De fato, já faz algum tempo que o envelhecimento da população brasileira se tornou um desafio para as políticas sociais e, particularmente, de saúde: afinal, esse é um dos muitos desdobramentos da transição demográfica, e consequente transição epidemiológica, que começou a ser percebida por aqui nos anos 1970 e se intensificou no final do século 20. De um país onde nascia muita gente, em que as pessoas morriam relativamente cedo, incluindo um grande número de crianças que sequer completavam um ano, o Brasil vem progressivamente experimentando a queda da taxa de natalidade, aumento da expectativa de vida e redução significativa da mortalidade infantil. As consequências dessas mudanças são várias e uma delas diz respeito ao desafio de garantir qualidade de vida para os cerca de 31 milhões de idosos que o país tem hoje, o equivalente a mais de 15% da população – para se ter uma ideia dessa transformação, em 2010 essa proporção era menos da metade, 7,3%.

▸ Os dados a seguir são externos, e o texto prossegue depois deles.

use crate::classpath::Classpath;
use pkgscope_api::{ClassHandle, ClassKind, ClassLoader, Location, ScanError, ScanResult};
use pkgscope_core::codec::to_path_form;
use ristretto_classfile::{ClassAccessFlags, ClassFile};
use std::fs::File;
use std::io::{BufReader, Cursor, ErrorKind, Read};
use std::path::Path;
use std::sync::Arc;
use tracing::debug;
use zip::ZipArchive;
use zip::result::ZipError;

/// Loads class files from a [`Classpath`].
///
/// An archive hint is searched before the classpath, mirroring a class
/// loader created for the jar that backs the scanned package.
pub struct ClasspathClassLoader {
    classpath: Arc<Classpath>,
}

impl ClasspathClassLoader {
    pub fn new(classpath: Arc<Classpath>) -> Self {
        Self { classpath }
    }

    fn find_bytes(
        &self,
        entry_name: &str,
        hint: Option<&Location>,
    ) -> ScanResult<Option<(Vec<u8>, std::path::PathBuf)>> {
        if let Some(location) = hint.filter(|l| l.is_archive()) {
            if let Some(bytes) = read_from_archive(location.path(), entry_name)? {
                return Ok(Some((bytes, location.path.clone())));
            }
        }

        for entry in self.classpath.entries() {
            let bytes = if entry.is_dir() {
                read_from_directory(entry, entry_name)?
            } else if entry.is_file() {
                read_from_archive(entry, entry_name)?
            } else {
                None
            };
            if let Some(bytes) = bytes {
                return Ok(Some((bytes, entry.clone())));
            }
        }
        Ok(None)
    }
}

impl ClassLoader for ClasspathClassLoader {
    fn load_class(&self, name: &str, hint: Option<&Location>) -> ScanResult<ClassHandle> {
        let entry_name = format!("{}.class", to_path_form(name));
        let (bytes, origin) = self
            .find_bytes(&entry_name, hint)?
            .ok_or_else(|| ScanError::ClassNotFound(name.to_string()))?;
        debug!("Loading {} from {}", name, origin.display());

        let kind = parse_kind(name, bytes)?;
        Ok(ClassHandle {
            name: name.to_string(),
            kind,
            origin,
        })
    }
}

fn read_from_directory(dir: &Path, entry_name: &str) -> ScanResult<Option<Vec<u8>>> {
    let path = dir.join(entry_name);
    match std::fs::read(&path) {
        Ok(bytes) => Ok(Some(bytes)),
        Err(e) if e.kind() == ErrorKind::NotFound => Ok(None),
        Err(e) => Err(ScanError::io(path, e)),
    }
}

fn read_from_archive(jar: &Path, entry_name: &str) -> ScanResult<Option<Vec<u8>>> {
    let file = File::open(jar).map_err(|e| ScanError::io(jar, e))?;
    let mut archive = ZipArchive::new(BufReader::new(file))
        .map_err(|e| ScanError::io(jar, std::io::Error::other(e)))?;

    let mut entry = match archive.by_name(entry_name) {
        Ok(entry) => entry,
        Err(ZipError::FileNotFound) => return Ok(None),
        Err(e) => return Err(ScanError::io(jar, std::io::Error::other(e))),
    };

    let mut bytes = Vec::new();
    entry
        .read_to_end(&mut bytes)
        .map_err(|e| ScanError::io(jar, e))?;
    Ok(Some(bytes))
}

fn parse_kind(name: &str, bytes: Vec<u8>) -> ScanResult<ClassKind> {
    let class = ClassFile::from_bytes(&mut Cursor::new(bytes)).map_err(|e| {
        ScanError::InvalidClass {
            name: name.to_string(),
            reason: format!("{e:?}"),
        }
    })?;

    // Annotations also carry the interface flag
    let flags = class.access_flags;
    let kind = if flags.contains(ClassAccessFlags::ANNOTATION) {
        ClassKind::Annotation
    } else if flags.contains(ClassAccessFlags::INTERFACE) {
        ClassKind::Interface
    } else if flags.contains(ClassAccessFlags::ENUM) {
        ClassKind::Enum
    } else {
        ClassKind::Class
    };
    Ok(kind)
}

A notícia é boa, mas não custa lembrar que, apesar de ser um indicador de desenvolvimento, esse processo acontece de forma muito desigual em todo o país. Dados do Instituto Brasileiro de Geografia e Estatística (IBGE) mostram que, em 2019, a expectativa de vida no Brasil atingiu 76,6 anos, mas a média da população dos estados mais pobres chega a ser 8,5 anos a menos do que nas regiões mais ricas. Em Santa Catarina, que ocupa o topo da longevidade, a expectativa de vida era de 79,9 anos, enquanto no Maranhão, que fica na outra ponta do ranking, ela cai para 71,4 anos. De acordo com Giacomin, esse abismo pode ser ainda maior no interior de uma mesma cidade: segundo ela, em Belo Horizonte (MG) há diferença de 12 anos na expectativa de vida entre a população que mora na regional periférica e na regional centro-sul. Em São Paulo, diz, entre a periferia e a zona nobre, essa distância pode chegar a duas décadas. E tudo isso sem contar elementos como cor e orientação sexual, que também afetam essas estatísticas. “Parte da população masculina negra jovem é privada da chance de envelhecer porque é dizimada pela violência urbana”, exemplifica.
Embora seja mais facilmente medida pela análise da expectativa de vida, essa mesma desigualdade social está presente quando se observa a qualidade do processo de envelhecimento daqueles que sobreviveram à morte prematura. “Não existe uma velhice única, há velhices diferentes. E a gente sabe hoje que o código de endereçamento postal [CEP] onde uma pessoa vive determina muito mais o envelhecimento dela do que a própria bagagem genética”, explica Giacomin, que completa: “É muito importante que as pessoas reconheçam que envelhecer é o resultado do acesso ou da falta de acesso a direitos fundamentais”.
Por incrível que possa parecer, o direito que funciona como maior determinação social do envelhecimento no Brasil é a educação. Em outras palavras, pesquisas mais recentes têm mostrado que as pessoas com níveis mais altos de escolaridade ao longo da vida chegam melhor à velhice. Os motivos são vários. Primeiro, a escolaridade funciona como um indicador indireto de renda, principalmente porque, em muitos casos, contribui para o acesso a melhores empregos e condições de trabalho. “A escolaridade determina todo um curso de vida”, resume Maria Fernanda Lima-Costa, coordenadora do Estudo Longitudinal de Saúde do Idoso (ELSI).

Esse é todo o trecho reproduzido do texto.